The Computer Hack That Saved Apollo 14 (2017) [video] - camtarn
https://www.youtube.com/watch?v=wSSmNUl9Snw
======
mhandley
If you're interested in this, I can recommend Sunburst and Luminary: An Apollo
Memoir, by Don Eyles.
[http://www.sunburstandluminary.com/SLhome.html](http://www.sunburstandluminary.com/SLhome.html)

It was Don who wrote the Apollo lunar module software that handled the whole
landing phase, and was responsible for the hack that saved the Apollo 14
mission. The book details the whole history of the LEM software development. I
particularly like the part relating to the details behind the 1201 and 1202
program alarms on Apollo 11. I hadn't realized that they actually signified
the LEM computer doing a full software reboot.
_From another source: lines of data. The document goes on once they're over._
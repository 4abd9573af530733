//! 选题服务 —— 流水线的核心算法
//!
//! 两种互斥的选题策略：
//! - AI 模式：忽略每条目配额，把所有命中分组的题目并成一个去重池，
//!   扣除排除名单后随机抽取 套数×每卷题数 道（不足即硬性失败）。
//! - 手动模式：每条目配额之和必须恰好等于每卷题数；各条目独立抽取
//!   配额×套数 道，唯一题目不足时用重复题目补齐并记入缺口台账。
//!
//! 缺口台账只覆盖"降级但仍可出卷"的情形；连一份试卷都凑不齐时
//! 整个操作失败，绝不静默截断。

use std::collections::{BTreeMap, HashSet};

use rand::seq::SliceRandom;
use rand::Rng;
use rusqlite::Connection;
use tracing::{debug, info};

use crate::error::{AppError, AppResult, ValidationError};
use crate::models::design::{CurriculumGroup, SelectionOutcome, ShortfallInfo};
use crate::store::questions::{self, QuestionFilter};

/// 一次选题调用的完整输入
#[derive(Debug)]
pub struct SelectionRequest<'a> {
    pub groups: &'a [CurriculumGroup],
    pub is_ai_selected: bool,
    pub filter: QuestionFilter,
    pub no_of_sets: usize,
    pub questions_per_paper: usize,
    pub exclude: &'a [String],
}

/// 执行选题
pub fn select_questions<R: Rng>(
    conn: &Connection,
    request: &SelectionRequest<'_>,
    rng: &mut R,
) -> AppResult<SelectionOutcome> {
    let target_total = request.no_of_sets * request.questions_per_paper;
    info!(
        "选题开始 | AI 模式: {}, 目标总数 (套数×每卷): {}",
        request.is_ai_selected, target_total
    );

    let outcome = if request.is_ai_selected {
        select_ai(conn, request, target_total, rng)?
    } else {
        select_manual(conn, request, rng)?
    };

    // 两种模式共同的兜底检查：去重后凑不齐一份试卷即失败
    let distinct = outcome
        .selected_question_codes
        .iter()
        .collect::<HashSet<_>>()
        .len();
    if distinct < request.questions_per_paper {
        return Err(AppError::Insufficient {
            required: request.questions_per_paper,
            available: distinct,
        });
    }

    info!(
        "选题完成: 入选 {} 道 | 缺口分组 {}",
        outcome.selected_question_codes.len(),
        outcome.shortfall.len()
    );
    Ok(outcome)
}

/// AI 模式：全池去重 + 无放回均匀抽样
fn select_ai<R: Rng>(
    conn: &Connection,
    request: &SelectionRequest<'_>,
    target_total: usize,
    rng: &mut R,
) -> AppResult<SelectionOutcome> {
    debug!("AI 选题模式（忽略 qn_count）");

    // AI 模式下任何条目都不允许携带配额
    for group in request.groups {
        for entry in &group.codes {
            if entry.qn_count.is_some() {
                return Err(AppError::Validation(ValidationError::QnCountNotAllowed {
                    code: entry.code.clone(),
                }));
            }
        }
    }

    let mut pool: Vec<String> = Vec::new();
    let mut seen: HashSet<String> = HashSet::new();
    for group in request.groups {
        let codes: Vec<String> = group.codes.iter().map(|c| c.code.clone()).collect();
        let matched = questions::codes_matching(conn, &request.filter, group.kind, &codes)?;
        for code in matched {
            if seen.insert(code.clone()) {
                pool.push(code);
            }
        }
    }

    let excluded: HashSet<&String> = request.exclude.iter().collect();
    pool.retain(|code| !excluded.contains(code));

    if pool.len() < target_total {
        return Err(AppError::Insufficient {
            required: target_total,
            available: pool.len(),
        });
    }

    let selected: Vec<String> = pool
        .choose_multiple(rng, target_total)
        .cloned()
        .collect();

    Ok(SelectionOutcome {
        selected_question_codes: selected,
        shortfall: BTreeMap::new(),
        distribution: BTreeMap::new(),
    })
}

/// 手动模式：逐条目配额抽取 + 不足时重复补齐
fn select_manual<R: Rng>(
    conn: &Connection,
    request: &SelectionRequest<'_>,
    rng: &mut R,
) -> AppResult<SelectionOutcome> {
    debug!("手动选题模式（qn_count 生效）");

    // 每个条目都必须带配额
    for group in request.groups {
        for entry in &group.codes {
            if entry.qn_count.is_none() {
                return Err(AppError::Validation(ValidationError::QnCountRequired {
                    code: entry.code.clone(),
                }));
            }
        }
    }

    // 配额之和必须恰好等于每卷题数（这是单卷配额，不是多套总数）
    let quota_sum: u32 = request
        .groups
        .iter()
        .flat_map(|g| g.codes.iter())
        .map(|c| c.qn_count.unwrap_or(0))
        .sum();
    if quota_sum as usize != request.questions_per_paper {
        return Err(AppError::Validation(ValidationError::QuotaSumMismatch {
            sum: quota_sum,
            expected: request.questions_per_paper as u32,
        }));
    }

    let mut selected_pool: Vec<String> = Vec::new();
    let mut shortfall: BTreeMap<String, ShortfallInfo> = BTreeMap::new();
    let mut distribution: BTreeMap<String, usize> = BTreeMap::new();

    for group in request.groups {
        for entry in &group.codes {
            let required = entry.qn_count.unwrap_or(0) as usize * request.no_of_sets;
            let available = questions::codes_matching(
                conn,
                &request.filter,
                group.kind,
                std::slice::from_ref(&entry.code),
            )?;
            let available_count = available.len();

            info!(
                "[手动] 条目 {}: 需要 {}, 可用 {}",
                entry.code, required, available_count
            );

            let mut selected: Vec<String> = if available_count >= required {
                available.choose_multiple(rng, required).cloned().collect()
            } else {
                let mut picked = available.clone();
                if !available.is_empty() {
                    // 重复补齐：有放回抽样直到配额满足，保证下游分卷不缺题
                    while picked.len() < required {
                        if let Some(repeat) = available.choose(rng) {
                            picked.push(repeat.clone());
                        }
                    }
                }
                shortfall.insert(
                    entry.code.clone(),
                    ShortfallInfo {
                        required,
                        available: available_count,
                        note: "题库唯一题目不足，已用重复题目补足配额。".to_string(),
                    },
                );
                picked
            };

            distribution.insert(entry.code.clone(), selected.len());
            selected_pool.append(&mut selected);
        }
    }

    // 排除名单在最后统一扣除
    let excluded: HashSet<&String> = request.exclude.iter().collect();
    selected_pool.retain(|code| !excluded.contains(code));

    info!(
        "最终入选: {} 道 | 缺口: {:?}",
        selected_pool.len(),
        shortfall.keys().collect::<Vec<_>>()
    );

    Ok(SelectionOutcome {
        selected_question_codes: selected_pool,
        shortfall,
        distribution,
    })
}
use std::fmt;

use serde::{Deserialize, Serialize};

/// 考试容器状态
///
/// 独立于子设计的生命周期；转入 started 时会把所有子设计强制定稿。
#[derive(Debug, Clone, Copy, PartialEq, Eq, Serialize, Deserialize)]
#[serde(rename_all = "lowercase")]
pub enum ExamStatus {
    Draft,
    Saved,
    Started,
    Completed,
}

impl ExamStatus {
    pub fn as_str(self) -> &'static str {
        match self {
            ExamStatus::Draft => "draft",
            ExamStatus::Saved => "saved",
            ExamStatus::Started => "started",
            ExamStatus::Completed => "completed",
        }
    }

    pub fn from_str(s: &str) -> Option<Self> {
        match s {
            "draft" => Some(ExamStatus::Draft),
            "saved" => Some(ExamStatus::Saved),
            "started" => Some(ExamStatus::Started),
            "completed" => Some(ExamStatus::Completed),
            _ => None,
        }
    }

    /// 该状态下子设计是否被锁定
    pub fn locks_designs(self) -> bool {
        matches!(self, ExamStatus::Started | ExamStatus::Completed)
    }
}

impl fmt::Display for ExamStatus {
    fn fmt(&self, f: &mut fmt::Formatter<'_>) -> fmt::Result {
        f.write_str(self.as_str())
    }
}

/// 持久化的考试容器记录
#[derive(Debug, Clone)]
pub struct ExamRecord {
    pub id: i64,
    pub exam_code: String,
    pub exam_name: String,
    pub total_time: Option<u32>,
    pub exam_mode: Option<String>,
    pub status: ExamStatus,
    pub created_by: i64,
    pub is_active: bool,
}

/// 考试容器更新请求（全部字段可选，缺省表示不变）
#[derive(Debug, Clone, Default, Deserialize)]
pub struct ExamUpdate {
    pub exam_name: Option<String>,
    pub total_time: Option<u32>,
    pub exam_mode: Option<String>,
    pub status: Option<String>,
}

/// 考试容器视图
#[derive(Debug, Clone, Serialize)]
pub struct ExamView {
    pub exam_code: String,
    pub exam_name: String,
    pub total_time: Option<u32>,
    /// 所有子设计每卷题数之和
    pub total_questions: u32,
    pub exam_mode: Option<String>,
    pub status: ExamStatus,
}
Not what you really want to see
on a fly-by-wire spacecraft during the landing phase. This turned out to be OK
because the critical tasks were restartable, as they anticipated a power
glitch and really didn't want to crater if one happened at a critical momemnt.

------
sizzzzlerz
Don Eyles, the programmer who devised the guidance computer patch, published a
book, Sunburst and Luminary, earlier this year that provides more details on
his work as a programmer for the Apollo computer while at MIT. It focuses
primarily on Apollo 11 and the 1201/1202 errors it encountered during descent.
He discussed the Apollo 14 fix in a 1971 article in Rolling Stone magazine.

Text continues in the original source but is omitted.